Tuesday, October 23, 2012

Crowd Pleaser

That might be a slaphappy description of comic artist Alan Davis, one of my all-time favorites, but sometimes it fits. Sometimes, when he himself isn't scripting, snarky elements pockmark his spritely, winsome storytelling. That isn't to say DC's new hardcover volume of his Detective Comics run isn't great. But his work on Captain Britain and Excalibur reveal a wunderkind imagination. Here, in the grimy Gotham of 1986, we get the draft-horse.

Glowingly reprinted, these issues feature writing by Mike W. Barr, who often throws a schizophrenic light on the Caped Crusader. We see wacky uncle Batman from the 1950s, consistently calling Robin "chum" (because nobody wants to say "Boy Decoy" out loud) and fighting for his life on a giant pool table. We see the brutally sadistic Batman, known contemporaneously in Frank Miller's The Dark Knight Returns. We also see the teacher-detective, who actively quizzes and castigates Robin to sharpen both his ward (Jason Todd, during this era) and himself.
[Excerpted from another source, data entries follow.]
#![forbid(unsafe_code)]

//! Peer state: the remote end of the tunnel.
//!
//! A peer owns its binding, up to eight crypto contexts keyed by key id
//! (exactly one of them primary while the peer can transmit), keepalive
//! timestamps and byte counters. Peers are reference counted: the RX and TX
//! pipelines and the control plane all hold transient `Arc`s, and a peer
//! handed to the crypto offload stays alive until the completion drops its
//! clone.

use std::sync::atomic::{AtomicU64, AtomicU8, Ordering};
use std::sync::{RwLock, Weak};
use std::time::Instant;

use std::sync::Arc;

use veil_crypto::CryptoContext;

use crate::bind::Bind;
use crate::engine::Engine;
use crate::errors::{Error, Result};

/// Number of key-id slots; the key id is a 3-bit field.
pub const KEY_SLOTS: usize = 8;

/// Per-key-id context table with a designated primary for TX.
#[derive(Default)]
pub struct CryptoState {
    slots: [Option<Arc<CryptoContext>>; KEY_SLOTS],
    primary: Option<u8>,
}

impl CryptoState {
    /// Install a context under its key id, replacing any previous holder of
    /// that id. `make_primary` moves the TX designation to it.
    pub fn install(&mut self, ctx: Arc<CryptoContext>, make_primary: bool) {
        let key_id = ctx.key_id() as usize;
        self.slots[key_id] = Some(ctx);
        if make_primary || self.primary.is_none() {
            self.primary = Some(key_id as u8);
        }
    }

    /// Current outbound context, if any.
    pub fn primary(&self) -> Option<Arc<CryptoContext>> {
        let key_id = self.primary?;
        self.slots[key_id as usize].clone()
    }

    pub fn by_key_id(&self, key_id: u8) -> Option<Arc<CryptoContext>> {
        self.slots.get(key_id as usize)?.clone()
    }

    /// Remove the context for a key id. If it was primary the peer loses its
    /// TX designation until another install.
    pub fn remove(&mut self, key_id: u8) -> Option<Arc<CryptoContext>> {
        let slot = self.slots.get_mut(key_id as usize)?;
        let removed = slot.take();
        if removed.is_some() && self.primary == Some(key_id) {
            self.primary = None;
        }
        removed
    }
}

#[derive(Debug, Default)]
pub struct PeerStats {
    rx_bytes: AtomicU64,
    tx_bytes: AtomicU64,
}

impl PeerStats {
    pub fn rx_bytes(&self) -> u64 {
        self.rx_bytes.load(Ordering::Relaxed)
    }
    pub fn tx_bytes(&self) -> u64 {
        self.tx_bytes.load(Ordering::Relaxed)
    }
}

pub struct Peer {
    engine: Weak<Engine>,
    bind: RwLock<Option<Bind>>,
    crypto: RwLock<CryptoState>,
    last_rx: RwLock<Instant>,
    last_tx: RwLock<Instant>,
    stats: PeerStats,
    /// Bit per key id whose exhaustion has already been reported, so the
    /// rekey event fires once per context.
    rekey_flagged: AtomicU8,
}

impl Peer {
    pub(crate) fn new(engine: Weak<Engine>, bind: Bind) -> Arc<Self> {
        let now = Instant::now();
        Arc::new(Self {
            engine,
            bind: RwLock::new(Some(bind)),
            crypto: RwLock::new(CryptoState::default()),
            last_rx: RwLock::new(now),
            last_tx: RwLock::new(now),
            stats: PeerStats::default(),
            rekey_flagged: AtomicU8::new(0),
        })
    }

    pub fn engine(&self) -> Option<Arc<Engine>> {
        self.engine.upgrade()
    }

    /// Snapshot of the current binding. `Bind` is a small copy type, so
    /// readers get a consistent pair without holding the lock.
    pub fn bind(&self) -> Option<Bind> {
        *read_lock(&self.bind)
    }

    /// Replace the binding, e.g. when the peer roams to a new address.
    pub fn set_bind(&self, bind: Bind) {
        *write_lock(&self.bind) = Some(bind);
    }

    pub fn matches_source(&self, src: &std::net::SocketAddr) -> bool {
        self.bind()
            .map(|b| b.matches_source(src))
            .unwrap_or(false)
    }

    /// Install a crypto context built from control-plane key material.
    pub fn install_context(&self, ctx: Arc<CryptoContext>, make_primary: bool) {
        let key_id = ctx.key_id();
        write_lock(&self.crypto).install(ctx, make_primary);
        // a fresh key for this id makes its exhaustion reportable again
        self.rekey_flagged
            .fetch_and(!(1u8 << key_id), Ordering::AcqRel);
    }

    pub fn primary_context(&self) -> Result<Arc<CryptoContext>> {
        read_lock(&self.crypto).primary().ok_or(Error::NoPrimary)
    }

    pub fn context_for(&self, key_id: u8) -> Result<Arc<CryptoContext>> {
        read_lock(&self.crypto)
            .by_key_id(key_id)
            .ok_or(Error::NoKey(key_id))
    }

    pub fn remove_context(&self, key_id: u8) -> Option<Arc<CryptoContext>> {
        write_lock(&self.crypto).remove(key_id)
    }

    /// Note an authenticated packet arrival for keepalive purposes.
    pub fn update_keepalive_rx(&self) {
        *write_lock(&self.last_rx) = Instant::now();
    }

    /// Note an authenticated packet transmit for keepalive purposes.
    pub fn update_keepalive_tx(&self) {
        *write_lock(&self.last_tx) = Instant::now();
    }

    pub fn last_rx(&self) -> Instant {
        *read_lock(&self.last_rx)
    }

    pub fn last_tx(&self) -> Instant {
        *read_lock(&self.last_tx)
    }

    pub fn note_rx_bytes(&self, n: usize) {
        self.stats.rx_bytes.fetch_add(n as u64, Ordering::Relaxed);
    }

    pub fn note_tx_bytes(&self, n: usize) {
        self.stats.tx_bytes.fetch_add(n as u64, Ordering::Relaxed);
    }

    pub fn stats(&self) -> &PeerStats {
        &self.stats
    }

    /// True the first time a given key id is reported exhausted; later calls
    /// return false until a new context is installed for it.
    pub(crate) fn flag_rekey(&self, key_id: u8) -> bool {
        let bit = 1u8 << key_id;
        self.rekey_flagged.fetch_or(bit, Ordering::AcqRel) & bit == 0
    }
}

fn read_lock<T>(lock: &RwLock<T>) -> std::sync::RwLockReadGuard<'_, T> {
    lock.read().unwrap_or_else(std::sync::PoisonError::into_inner)
}

fn write_lock<T>(lock: &RwLock<T>) -> std::sync::RwLockWriteGuard<'_, T> {
    lock.write()
        .unwrap_or_else(std::sync::PoisonError::into_inner)
}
This last isn't always done perfectly. In a vague exchange that can be read as adult, for giving the audience just enough, or sloppy, for needing a bit more context, Batman, Catwoman and Commissioner Gordon puzzle out a clue from the Joker. When Robin massages his fist with glee and says, "Let's go," Batman grabs his shoulder, wags a finger, and says, "Never do that again." A question mark pops from the twelve-year-old's head, and readers unfamiliar with this run must assume Jason hasn't yet encountered the grinning madman.


Unfortunately, pandering to Miller's audience is done almost too perfectly. During one scene, Batman asks an information broker named Profile about the Joker's whereabouts. The man's haircut and nail varnish tell us he's gay. When he puts down a narrow, empty wine glass, Batman picks it up. He asks Profile whether or not he's been to prison... while cramming his fingers into the glass. "You'd be real popular up there," he says, "if you catch my drift." The threat works, and Profile reveals a location. One panel later, Batman pops the slim glass with his fingers, grinning maliciously.

Back then, before superheroes in Hollywood catered to families, this kind of thing surely had the maladjusted set rolling in their parents' dens. As an adult reader (who's seen almost everything) seeing it for the first time, I'm scandalized enough to give it two paragraphs. No Batman comic could show such a thing today.

Well, onward and upward. But not by much, yet. Another infamous moment is more of a commentary on the Batman and Robin thought to exist, back in the 40s. After the war, when over-educated adults had nothing better to do than read their own idiocy into children's entertainment, a man named Fred Wertham claimed the Dynamic Duo were lovers. Here, Barr and Davis offer a scene with Robin using a fire-hose on Batman before he enters a blazing car wreck. "Good boy!" says Batman. "Hose me down now! That's it, good and wet..."

I doubt this is innocent. The previous example of tastelessness, coupled with the fact that this editorial team later let readers vote via 800 number whether or not kill Robin, makes it hard to believe the slightest perversion wasn't premeditated (readers did want him dead, by the way, so the Joker beat him to red, green and yellow paste).

My final complaint regards Davis drawing Batman at all. Why use poppy seeds when you need gunpowder? Gotham is too dark a place for Davis' ethereal women, pixie-ish sidekicks and lithesome, David Bowie-style heroes. He also draws aliens and weirdos so well you'd think he shared a room with them (an Excalibur post before the year's over, I promise).

That said, near the end of this volume we get another reprint of the Batman: Year Two storyline, featuring a murderous vigilante called the Reaper. The tale's second half, Full Circle, boasts the subtle, highly-rendered coloring of Tom Ziuko. Davis' longtime inker Mark Farmer chimes in here as well, adding to the cinematic tension that streams from the artist's every panel. It's Davis at his best, so far as Batman goes.

Which makes for some layered reading. Taken as a snapshot of his transition to the gloomy Dark Knight of the 1990s, these issues allow our hero to wonder, "...if [Bruce Wayne] even exists anymore, or if he's anything but another disguise[?]" This question is answered best by other writers, in larger stories. Here, though, you'll see Batman smirking like there's no tomorrow.